I'm going to play with this a bit. Thanks!
-g
> which might help. If the construct occurs often enough you can wrap it in a
> function.
>
> Michael Kay
> http://www.saxonica.com/
>
>
>
>> -----Original Message-----
>> From: Greg Fausak [mailto:lgfausak@xxxxxxxxx]

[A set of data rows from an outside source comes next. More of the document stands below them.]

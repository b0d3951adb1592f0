//! Prometheus-backed metrics registry.
//!
//! # Design
//! - Encapsulates collector registration to keep the public API small.
//! - Label values come from closed enums so cardinality stays bounded.

use std::fmt;
use std::sync::Arc;

use prometheus::{Encoder, IntCounter, IntCounterVec, Opts, Registry, TextEncoder};

use crate::error::{Result, TelemetryError};

/// Outcome label for `upstream_fetches_total`.
#[derive(Debug, Clone, Copy, PartialEq, Eq)]
pub enum FetchOutcomeLabel {
    /// Source bytes were fetched.
    Ok,
    /// Scheme, host, whitelist, status or MIME rejection.
    Rejected,
    /// The header timer fired first.
    Timeout,
    /// Transport or protocol failure.
    Error,
}

impl FetchOutcomeLabel {
    const fn as_str(self) -> &'static str {
        match self {
            Self::Ok => "ok",
            Self::Rejected => "rejected",
            Self::Timeout => "timeout",
            Self::Error => "error",
        }
    }
}

/// Outcome label for `cache_lookups_total`.
#[derive(Debug, Clone, Copy, PartialEq, Eq)]
pub enum CacheOutcome {
    /// Stored variant served.
    Hit,
    /// Variant computed.
    Miss,
}

impl CacheOutcome {
    const fn as_str(self) -> &'static str {
        match self {
            Self::Hit => "hit",
            Self::Miss => "miss",
        }
    }
}

/// Outcome label for `transforms_total`.
#[derive(Debug, Clone, Copy, PartialEq, Eq)]
pub enum TransformOutcome {
    /// Chain applied and re-encoded.
    Ok,
    /// Decode, apply or encode failed.
    Failed,
}

impl TransformOutcome {
    const fn as_str(self) -> &'static str {
        match self {
            Self::Ok => "ok",
            Self::Failed => "failed",
        }
    }
}

/// Prometheus-backed metrics registry shared across the proxy.
#[derive(Clone)]
pub struct Metrics {
    inner: Arc<MetricsInner>,
}

impl fmt::Debug for Metrics {
    fn fmt(&self, formatter: &mut fmt::Formatter<'_>) -> fmt::Result {
        formatter.debug_struct("Metrics").finish_non_exhaustive()
    }
}

struct MetricsInner {
    registry: Registry,
    http_requests_total: IntCounterVec,
    upstream_fetches_total: IntCounterVec,
    cache_lookups_total: IntCounterVec,
    cache_write_failures_total: IntCounter,
    transforms_total: IntCounterVec,
}

impl Metrics {
    /// Construct a new registry with the proxy collectors registered.
    ///
    /// # Errors
    ///
    /// Returns an error if any collector cannot be built or registered.
    pub fn new() -> Result<Self> {
        let registry = Registry::new();

        let http_requests_total = counter_vec(
            "http_requests_total",
            "Total HTTP requests received",
            &["route", "code"],
        )?;
        let upstream_fetches_total = counter_vec(
            "upstream_fetches_total",
            "Upstream image fetches by outcome",
            &["outcome"],
        )?;
        let cache_lookups_total = counter_vec(
            "cache_lookups_total",
            "Variant cache lookups by outcome",
            &["outcome"],
        )?;
        let cache_write_failures_total = IntCounter::with_opts(Opts::new(
            "cache_write_failures_total",
            "Variant cache writes that failed and were skipped",
        ))
        .map_err(|source| TelemetryError::MetricsCollector {
            name: "cache_write_failures_total",
            source,
        })?;
        let transforms_total = counter_vec(
            "transforms_total",
            "Transform chain applications by outcome",
            &["outcome"],
        )?;

        register(&registry, "http_requests_total", &http_requests_total)?;
        register(&registry, "upstream_fetches_total", &upstream_fetches_total)?;
        register(&registry, "cache_lookups_total", &cache_lookups_total)?;
        register(
            &registry,
            "cache_write_failures_total",
            &cache_write_failures_total,
        )?;
        register(&registry, "transforms_total", &transforms_total)?;

        Ok(Self {
            inner: Arc::new(MetricsInner {
                registry,
                http_requests_total,
                upstream_fetches_total,
                cache_lookups_total,
                cache_write_failures_total,
                transforms_total,
            }),
        })
    }

    /// Increment the HTTP request counter for the given route and status code.
    pub fn inc_http_request(&self, route: &str, status: u16) {
        self.inner
            .http_requests_total
            .with_label_values(&[route, &status.to_string()])
            .inc();
    }

    /// Count one upstream fetch.
    pub fn inc_upstream_fetch(&self, outcome: FetchOutcomeLabel) {
        self.inner
            .upstream_fetches_total
            .with_label_values(&[outcome.as_str()])
            .inc();
    }

    /// Count one cache lookup.
    pub fn inc_cache_lookup(&self, outcome: CacheOutcome) {
        self.inner
            .cache_lookups_total
            .with_label_values(&[outcome.as_str()])
            .inc();
    }

    /// Count one swallowed cache write failure.
    pub fn inc_cache_write_failure(&self) {
        self.inner.cache_write_failures_total.inc();
    }

    /// Count one transform chain application.
    pub fn inc_transform(&self, outcome: TransformOutcome) {
        self.inner
            .transforms_total
            .with_label_values(&[outcome.as_str()])
            .inc();
    }

    /// Render the registry using the Prometheus text exposition format.
    ///
    /// # Errors
    ///
    /// Returns an error if the metrics cannot be encoded or the encoded buffer
    /// is not valid UTF-8.
    pub fn render(&self) -> Result<String> {
        let encoder = TextEncoder::new();
        let metric_families = self.inner.registry.gather();
        let mut buffer = Vec::new();
        encoder
            .encode(&metric_families, &mut buffer)
            .map_err(|source| TelemetryError::MetricsEncode { source })?;
        String::from_utf8(buffer).map_err(|source| TelemetryError::MetricsUtf8 { source })
    }
}

fn counter_vec(name: &'static str, help: &str, labels: &[&str]) -> Result<IntCounterVec> {
    IntCounterVec::new(Opts::new(name, help), labels)
        .map_err(|source| TelemetryError::MetricsCollector { name, source })
}

fn register<C>(registry: &Registry, name: &'static str, collector: &C) -> Result<()>
where
    C: prometheus::core::Collector + Clone + 'static,
{
    registry
        .register(Box::new(collector.clone()))
        .map_err(|source| TelemetryError::MetricsRegister { name, source })
}
//! What the executor renders for one request.

use std::fmt;

use imgrelay_transform::{Operation, TransformChain, parse};

use crate::error::{PipelineError, PipelineResult};

/// Rendering requested for a source image.
#[derive(Debug, Clone, PartialEq, Eq)]
pub enum Variant {
    /// Serve the fetched bytes untouched; never cached.
    Original,
    /// Apply a transform chain left to right.
    Chain(TransformChain),
    /// Shrink to cover `width`×`height`, then center-crop to it.
    Cover {
        /// Box width in pixels.
        width: u32,
        /// Box height in pixels.
        height: u32,
    },
}

impl Variant {
    /// Variant for the query route's optional chain parameter; absent or blank means
    /// [`Variant::Original`].
    ///
    /// # Errors
    ///
    /// Returns [`PipelineError::InvalidChain`] when the chain is malformed and
    /// [`PipelineError::InvalidDimension`] when a resize target exceeds
    /// `max_dimension`.
    pub fn from_chain(chain: Option<&str>, max_dimension: u32) -> PipelineResult<Self> {
        let chain = match chain.map(str::trim) {
            None | Some("") => return Ok(Self::Original),
            Some(chain) => parse(chain)?,
        };
        for operation in chain.operations() {
            if let Operation::Resize { width, height } = *operation {
                within_limit("width", width, max_dimension)?;
                if let Some(height) = height {
                    within_limit("height", height, max_dimension)?;
                }
            }
        }
        Ok(Self::Chain(chain))
    }

    /// Variant for the path route's raw width and height segments.
    ///
    /// # Errors
    ///
    /// Returns [`PipelineError::InvalidDimension`] when either value is not a
    /// positive integer no greater than `max_dimension`.
    pub fn cover(width: &str, height: &str, max_dimension: u32) -> PipelineResult<Self> {
        Ok(Self::Cover {
            width: dimension("width", width, max_dimension)?,
            height: dimension("height", height, max_dimension)?,
        })
    }

    /// Cache signature; `None` for [`Variant::Original`], which bypasses the cache.
    #[must_use]
    pub fn signature(&self) -> Option<String> {
        match self {
            Self::Original => None,
            Self::Chain(chain) => Some(chain.signature()),
            Self::Cover { width, height } => Some(format!("cover-{width}x{height}")),
        }
    }
}

/// Why a requested dimension was rejected.
#[derive(Debug, Clone, Copy, PartialEq, Eq)]
pub enum DimensionProblem {
    /// Not an unsigned integer.
    NotAnInteger,
    /// Zero.
    NotPositive,
    /// Larger than the configured bound.
    AboveLimit {
        /// Configured bound.
        limit: u32,
    },
}

impl fmt::Display for DimensionProblem {
    fn fmt(&self, formatter: &mut fmt::Formatter<'_>) -> fmt::Result {
        match self {
            Self::NotAnInteger => formatter.write_str("an integer"),
            Self::NotPositive => formatter.write_str("greater than zero"),
            Self::AboveLimit { limit } => write!(formatter, "less than or equal to {limit}"),
        }
    }
}

fn within_limit(field: &'static str, value: u32, limit: u32) -> PipelineResult<()> {
    if value > limit {
        return Err(PipelineError::InvalidDimension {
            field,
            problem: DimensionProblem::AboveLimit { limit },
        });
    }
    Ok(())
}

fn dimension(field: &'static str, raw: &str, limit: u32) -> PipelineResult<u32> {
    let value: u32 = raw
        .trim()
        .parse()
        .map_err(|_| PipelineError::InvalidDimension {
            field,
            problem: DimensionProblem::NotAnInteger,
        })?;
    let problem = if value == 0 {
        DimensionProblem::NotPositive
    } else if value > limit {
        DimensionProblem::AboveLimit { limit }
    } else {
        return Ok(value);
    };
    Err(PipelineError::InvalidDimension { field, problem })
}
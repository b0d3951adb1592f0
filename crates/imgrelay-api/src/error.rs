//! # Design
//!
//! - Single crate-level error type for listener bind and serve failures.
//! - Constant messages; the address rides in a field.

use std::error::Error;
use std::fmt::{self, Display, Formatter};
use std::net::SocketAddr;

/// Result alias for API server operations.
pub type ApiServerResult<T> = std::result::Result<T, ApiServerError>;

/// Errors raised while binding or serving the HTTP listener.
#[derive(Debug)]
pub enum ApiServerError {
    /// Binding the listener failed.
    Bind {
        /// Address attempted.
        addr: SocketAddr,
        /// Underlying IO error.
        source: std::io::Error,
    },
    /// Serving failed after the listener was bound.
    Serve {
        /// Underlying IO error.
        source: std::io::Error,
    },
}

impl Display for ApiServerError {
    fn fmt(&self, formatter: &mut Formatter<'_>) -> fmt::Result {
        match self {
            Self::Bind { .. } => formatter.write_str("failed to bind http listener"),
            Self::Serve { .. } => formatter.write_str("http server terminated unexpectedly"),
        }
    }
}

impl Error for ApiServerError {
    fn source(&self) -> Option<&(dyn Error + 'static)> {
        match self {
            Self::Bind { source, .. } | Self::Serve { source } => Some(source),
        }
    }
}
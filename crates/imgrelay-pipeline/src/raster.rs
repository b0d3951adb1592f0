//! `image`-crate codec.
//!
//! # Design
//! - Geometry is computed in integer arithmetic; the only rounding happens in the
//!   aspect-preserving resize and the cover scale.
//! - JPEG output drops the alpha channel because the encoder rejects RGBA input.
//! - Resize output must fit the `image` crate's default allocation budget.

use std::io::Cursor;

use image::imageops::FilterType;
use image::{DynamicImage, GenericImageView, ImageFormat, Limits};
use imgrelay_transform::Operation;

use crate::codec::ImageCodec;
use crate::error::{CodecError, CodecResult};

/// Codec backed by the `image` crate.
#[derive(Debug, Clone, Copy, Default)]
pub struct RasterCodec;

impl ImageCodec for RasterCodec {
    type Image = DynamicImage;

    fn decode(&self, bytes: &[u8]) -> CodecResult<Self::Image> {
        image::load_from_memory(bytes).map_err(|source| CodecError::Decode { source })
    }

    fn apply(&self, image: Self::Image, operation: &Operation) -> CodecResult<Self::Image> {
        match *operation {
            Operation::Resize { width, height } => resize(&image, operation, width, height),
            Operation::Rotate { degrees } => rotate(image, operation, degrees),
            Operation::Extract {
                left,
                top,
                width,
                height,
            } => extract(&image, operation, left, top, width, height),
            Operation::Flop { enabled } => Ok(if enabled { image.fliph() } else { image }),
            Operation::Flip { enabled } => Ok(if enabled { image.flipv() } else { image }),
        }
    }

    fn cover(&self, image: Self::Image, width: u32, height: u32) -> CodecResult<Self::Image> {
        let label = format!("cover-{width}x{height}");
        if width == 0 || height == 0 {
            return Err(CodecError::apply(label, "zero_dimension"));
        }
        let (source_width, source_height) = image.dimensions();
        let (scaled_width, scaled_height) =
            cover_size(source_width, source_height, width, height)
                .ok_or_else(|| CodecError::apply(&label, "dimension_overflow"))?;
        let scaled = if (scaled_width, scaled_height) == (source_width, source_height) {
            image
        } else {
            image.resize_exact(scaled_width, scaled_height, FilterType::Lanczos3)
        };

        let crop_width = width.min(scaled_width);
        let crop_height = height.min(scaled_height);
        if (crop_width, crop_height) == (scaled_width, scaled_height) {
            return Ok(scaled);
        }
        let left = (scaled_width - crop_width) / 2;
        let top = (scaled_height - crop_height) / 2;
        Ok(scaled.crop_imm(left, top, crop_width, crop_height))
    }

    fn encode(&self, image: &Self::Image, extension: &str) -> CodecResult<Vec<u8>> {
        let format = ImageFormat::from_extension(extension).ok_or_else(|| {
            CodecError::UnsupportedFormat {
                extension: extension.to_string(),
            }
        })?;
        let prepared = match format {
            ImageFormat::Jpeg => DynamicImage::ImageRgb8(image.to_rgb8()),
            ImageFormat::Png
            | ImageFormat::Gif
            | ImageFormat::WebP
            | ImageFormat::Bmp => DynamicImage::ImageRgba8(image.to_rgba8()),
            _ => {
                return Err(CodecError::UnsupportedFormat {
                    extension: extension.to_string(),
                });
            }
        };
        let mut buffer = Vec::new();
        prepared
            .write_to(&mut Cursor::new(&mut buffer), format)
            .map_err(|source| CodecError::Encode {
                extension: extension.to_string(),
                source,
            })?;
        Ok(buffer)
    }
}

fn resize(
    image: &DynamicImage,
    operation: &Operation,
    width: u32,
    height: Option<u32>,
) -> CodecResult<DynamicImage> {
    let height = match height {
        Some(height) => height,
        None => scale(image.height(), width, image.width())
            .ok_or_else(|| CodecError::apply(operation, "dimension_overflow"))?,
    };
    if width == 0 || height == 0 {
        return Err(CodecError::apply(operation, "zero_dimension"));
    }
    if !fits_allocation_budget(image, width, height) {
        return Err(CodecError::apply(operation, "output_too_large"));
    }
    Ok(image.resize_exact(width, height, FilterType::Lanczos3))
}

fn fits_allocation_budget(image: &DynamicImage, width: u32, height: u32) -> bool {
    let bytes = u64::from(width)
        * u64::from(height)
        * u64::from(image.color().bytes_per_pixel());
    Limits::default().max_alloc.is_none_or(|budget| bytes <= budget)
}

fn rotate(image: DynamicImage, operation: &Operation, degrees: i32) -> CodecResult<DynamicImage> {
    match degrees.rem_euclid(360) {
        0 => Ok(image),
        90 => Ok(image.rotate90()),
        180 => Ok(image.rotate180()),
        270 => Ok(image.rotate270()),
        _ => Err(CodecError::apply(operation, "unsupported_angle")),
    }
}

fn extract(
    image: &DynamicImage,
    operation: &Operation,
    left: u32,
    top: u32,
    width: u32,
    height: u32,
) -> CodecResult<DynamicImage> {
    if width == 0 || height == 0 {
        return Err(CodecError::apply(operation, "empty_region"));
    }
    let fits_horizontally = left
        .checked_add(width)
        .is_some_and(|right| right <= image.width());
    let fits_vertically = top
        .checked_add(height)
        .is_some_and(|bottom| bottom <= image.height());
    if !(fits_horizontally && fits_vertically) {
        return Err(CodecError::apply(operation, "region_out_of_bounds"));
    }
    Ok(image.crop_imm(left, top, width, height))
}

/// `value * numerator / denominator`, rounded to nearest and at least 1.
fn scale(value: u32, numerator: u32, denominator: u32) -> Option<u32> {
    if denominator == 0 {
        return None;
    }
    let product = u64::from(value) * u64::from(numerator);
    let rounded = (product + u64::from(denominator) / 2) / u64::from(denominator);
    u32::try_from(rounded.max(1)).ok()
}

/// `value * numerator / denominator`, rounded up.
fn scale_up(value: u32, numerator: u32, denominator: u32) -> Option<u32> {
    if denominator == 0 {
        return None;
    }
    let product = u64::from(value) * u64::from(numerator);
    u32::try_from(product.div_ceil(u64::from(denominator))).ok()
}

/// Smallest aspect-preserving size covering the box, never larger than the source.
fn cover_size(
    source_width: u32,
    source_height: u32,
    width: u32,
    height: u32,
) -> Option<(u32, u32)> {
    // Width ratio dominates when width/source_width >= height/source_height.
    let width_dominates =
        u64::from(width) * u64::from(source_height) >= u64::from(height) * u64::from(source_width);
    let scaled = if width_dominates {
        (width, scale_up(source_height, width, source_width)?)
    } else {
        (scale_up(source_width, height, source_height)?, height)
    };
    if scaled.0 >= source_width || scaled.1 >= source_height {
        Some((source_width, source_height))
    } else {
        Some(scaled)
    }
}
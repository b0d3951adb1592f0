//! RFC 9457 error responses and the pipeline-to-status mapping.

use axum::{
    Json,
    http::{StatusCode, header::CONTENT_TYPE},
    response::{IntoResponse, Response},
};
use imgrelay_fetch::FetchError;
use imgrelay_pipeline::{CodecError, PipelineError};
use tracing::error;

use crate::http::constants::{
    CONTENT_TYPE_PROBLEM, PROBLEM_BAD_REQUEST, PROBLEM_INTERNAL, PROBLEM_NOT_FOUND,
    PROBLEM_UPSTREAM_TIMEOUT,
};
use crate::models::ProblemDetails;

/// Structured API error rendered as a problem document.
#[derive(Debug)]
pub(crate) struct ApiError {
    pub(crate) status: StatusCode,
    pub(crate) kind: &'static str,
    title: &'static str,
    detail: Option<String>,
}

impl ApiError {
    const fn new(status: StatusCode, kind: &'static str, title: &'static str) -> Self {
        Self {
            status,
            kind,
            title,
            detail: None,
        }
    }

    pub(crate) fn with_detail(mut self, detail: impl Into<String>) -> Self {
        self.detail = Some(detail.into());
        self
    }

    pub(crate) fn internal(message: impl Into<String>) -> Self {
        Self::new(
            StatusCode::INTERNAL_SERVER_ERROR,
            PROBLEM_INTERNAL,
            "internal server error",
        )
        .with_detail(message)
    }

    pub(crate) fn bad_request(detail: impl Into<String>) -> Self {
        Self::new(StatusCode::BAD_REQUEST, PROBLEM_BAD_REQUEST, "bad request").with_detail(detail)
    }

    pub(crate) fn not_found(detail: impl Into<String>) -> Self {
        Self::new(
            StatusCode::NOT_FOUND,
            PROBLEM_NOT_FOUND,
            "resource not found",
        )
        .with_detail(detail)
    }

    pub(crate) fn gateway_timeout(detail: impl Into<String>) -> Self {
        Self::new(
            StatusCode::GATEWAY_TIMEOUT,
            PROBLEM_UPSTREAM_TIMEOUT,
            "upstream timeout",
        )
        .with_detail(detail)
    }
}

impl From<PipelineError> for ApiError {
    fn from(err: PipelineError) -> Self {
        match err {
            PipelineError::InvalidChain { source } => Self::bad_request(format!(
                "invalid transform operation `{}`: {}",
                source.token(),
                source.reason()
            )),
            PipelineError::InvalidDimension { field, problem } => {
                Self::not_found(format!("Expected {field} to be {problem}"))
            }
            PipelineError::Fetch { source } => fetch_problem(&source),
            PipelineError::TransformApply { source } => Self::bad_request(codec_detail(&source)),
            PipelineError::Cache { source } => {
                error!(error = %source, "variant cache read failed");
                Self::internal("variant cache is unavailable")
            }
            PipelineError::Join { source } => {
                error!(error = %source, "render task failed");
                Self::internal("render task failed")
            }
        }
    }
}

fn fetch_problem(err: &FetchError) -> ApiError {
    match err {
        FetchError::InvalidUrl { url, .. } => {
            ApiError::bad_request(format!("`{url}` is not a valid url"))
        }
        FetchError::Scheme { scheme, .. } => {
            ApiError::not_found(format!("unsupported url scheme `{scheme}`"))
        }
        FetchError::Host { .. } => ApiError::not_found("source url has no host"),
        FetchError::Whitelist { host } => {
            ApiError::not_found(format!("host `{host}` is not whitelisted"))
        }
        FetchError::RedirectLoop { hops, .. } => {
            ApiError::not_found(format!("gave up after {hops} redirects"))
        }
        FetchError::UpstreamStatus { status, .. } => {
            ApiError::not_found(format!("upstream responded with status {status}"))
        }
        FetchError::UnsupportedMime { mime, allowed } => ApiError::not_found(format!(
            "content type `{mime}` is not one of: {}",
            allowed.join(", ")
        )),
        FetchError::Timeout { after, .. } => ApiError::gateway_timeout(format!(
            "upstream did not respond within {}ms",
            after.as_millis()
        )),
        FetchError::Transport { .. } | FetchError::Interrupted { .. } => {
            ApiError::not_found("upstream could not be reached")
        }
        FetchError::ClientBuild { .. } => ApiError::internal("http client unavailable"),
    }
}

fn codec_detail(err: &CodecError) -> String {
    match err {
        CodecError::Decode { .. } => "source is not a decodable image".to_string(),
        CodecError::Apply { operation, reason } => {
            format!("operation `{operation}` cannot be applied: {reason}")
        }
        CodecError::UnsupportedFormat { extension } => {
            format!("cannot encode images as `{extension}`")
        }
        CodecError::Encode { extension, .. } => format!("failed to encode image as `{extension}`"),
    }
}

impl IntoResponse for ApiError {
    fn into_response(self) -> Response {
        let body = ProblemDetails {
            kind: self.kind.to_string(),
            title: self.title.to_string(),
            status: self.status.as_u16(),
            detail: self.detail,
        };
        (self.status, [(CONTENT_TYPE, CONTENT_TYPE_PROBLEM)], Json(body)).into_response()
    }
}

#[cfg(test)]
mod tests {
    use super::*;
    use std::time::Duration;

    use imgrelay_pipeline::{DimensionProblem, Variant};

    #[test]
    fn pipeline_errors_map_to_statuses() {
        let chain = Variant::from_chain(Some("ex-10x10x50"), 1000).err();
        let cases: Vec<(PipelineError, StatusCode, &str)> = vec![
            (
                FetchError::Whitelist {
                    host: "evil.com".into(),
                }
                .into(),
                StatusCode::NOT_FOUND,
                PROBLEM_NOT_FOUND,
            ),
            (
                FetchError::Timeout {
                    url: "http://a.test/x".into(),
                    after: Duration::from_millis(10),
                }
                .into(),
                StatusCode::GATEWAY_TIMEOUT,
                PROBLEM_UPSTREAM_TIMEOUT,
            ),
            (
                PipelineError::InvalidDimension {
                    field: "height",
                    problem: DimensionProblem::AboveLimit { limit: 1000 },
                },
                StatusCode::NOT_FOUND,
                PROBLEM_NOT_FOUND,
            ),
            (
                CodecError::Apply {
                    operation: "ro-45".into(),
                    reason: "unsupported_angle",
                }
                .into(),
                StatusCode::BAD_REQUEST,
                PROBLEM_BAD_REQUEST,
            ),
        ];
        for (err, status, kind) in cases.into_iter().chain(
            chain
                .into_iter()
                .map(|err| (err, StatusCode::BAD_REQUEST, PROBLEM_BAD_REQUEST)),
        ) {
            let api = ApiError::from(err);
            assert_eq!(api.status, status);
            assert_eq!(api.kind, kind);
        }
    }

    #[test]
    fn dimension_detail_names_the_field() {
        let api = ApiError::from(PipelineError::InvalidDimension {
            field: "width",
            problem: DimensionProblem::NotAnInteger,
        });
        assert_eq!(
            api.detail.as_deref(),
            Some("Expected width to be an integer")
        );
    }

    #[test]
    fn problem_response_uses_problem_content_type() {
        let response = ApiError::bad_request("missing url").into_response();
        assert_eq!(response.status(), StatusCode::BAD_REQUEST);
        assert_eq!(
            response
                .headers()
                .get(CONTENT_TYPE)
                .and_then(|value| value.to_str().ok()),
            Some(CONTENT_TYPE_PROBLEM)
        );
    }
}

>> Sent: 17 June 2008 20:22
>> To: xsl-list@xxxxxxxxxxxxxxxxxxxxxx
>> Subject: xml inheritance / xslt inheritance application
>>
>> I'm not sure if this is the right group for this question.
>> But, here it goes.
>>
>> I've modeled a xslt translation from a trivial xml syntax to
>> postgres. One of the problems I've run in to is the database
>> column belongs to a table, e.g.:
>> <table name="test">
>> <column name="col1" type="int" size="5" minvalue="50"
>> maxvalue="10000"/>
>> <column name="col2" type="text" size="50" notnull="true"/> </table>
>>
>> etc..
>>
>> however, in databaseland, the column is often a domain
>> descended from another tree. For example, the column could
>> be 'studentid' and that student id could be used in many
>> different tables because it is a foreign key.
>>
>> So, in my source xml, I've introduced
>> <default>
>> <column name="col1" type="int" .../>
>> ...
>> and I changed the table xml to:
>> <table name="test">
>> <column inherit="col1" minvalue="60" />
>>
>> So, I translate this, but, it sure would be nice if I could
>> inherit the attributes and nodes of the default column name
>> and override what I want locally. Does such a construct
>> exist either on xsl side or xml side?
>>
>> I did some google searches on inheritance/subtyping and there
>> seem to be pretty strong opinions about the subject.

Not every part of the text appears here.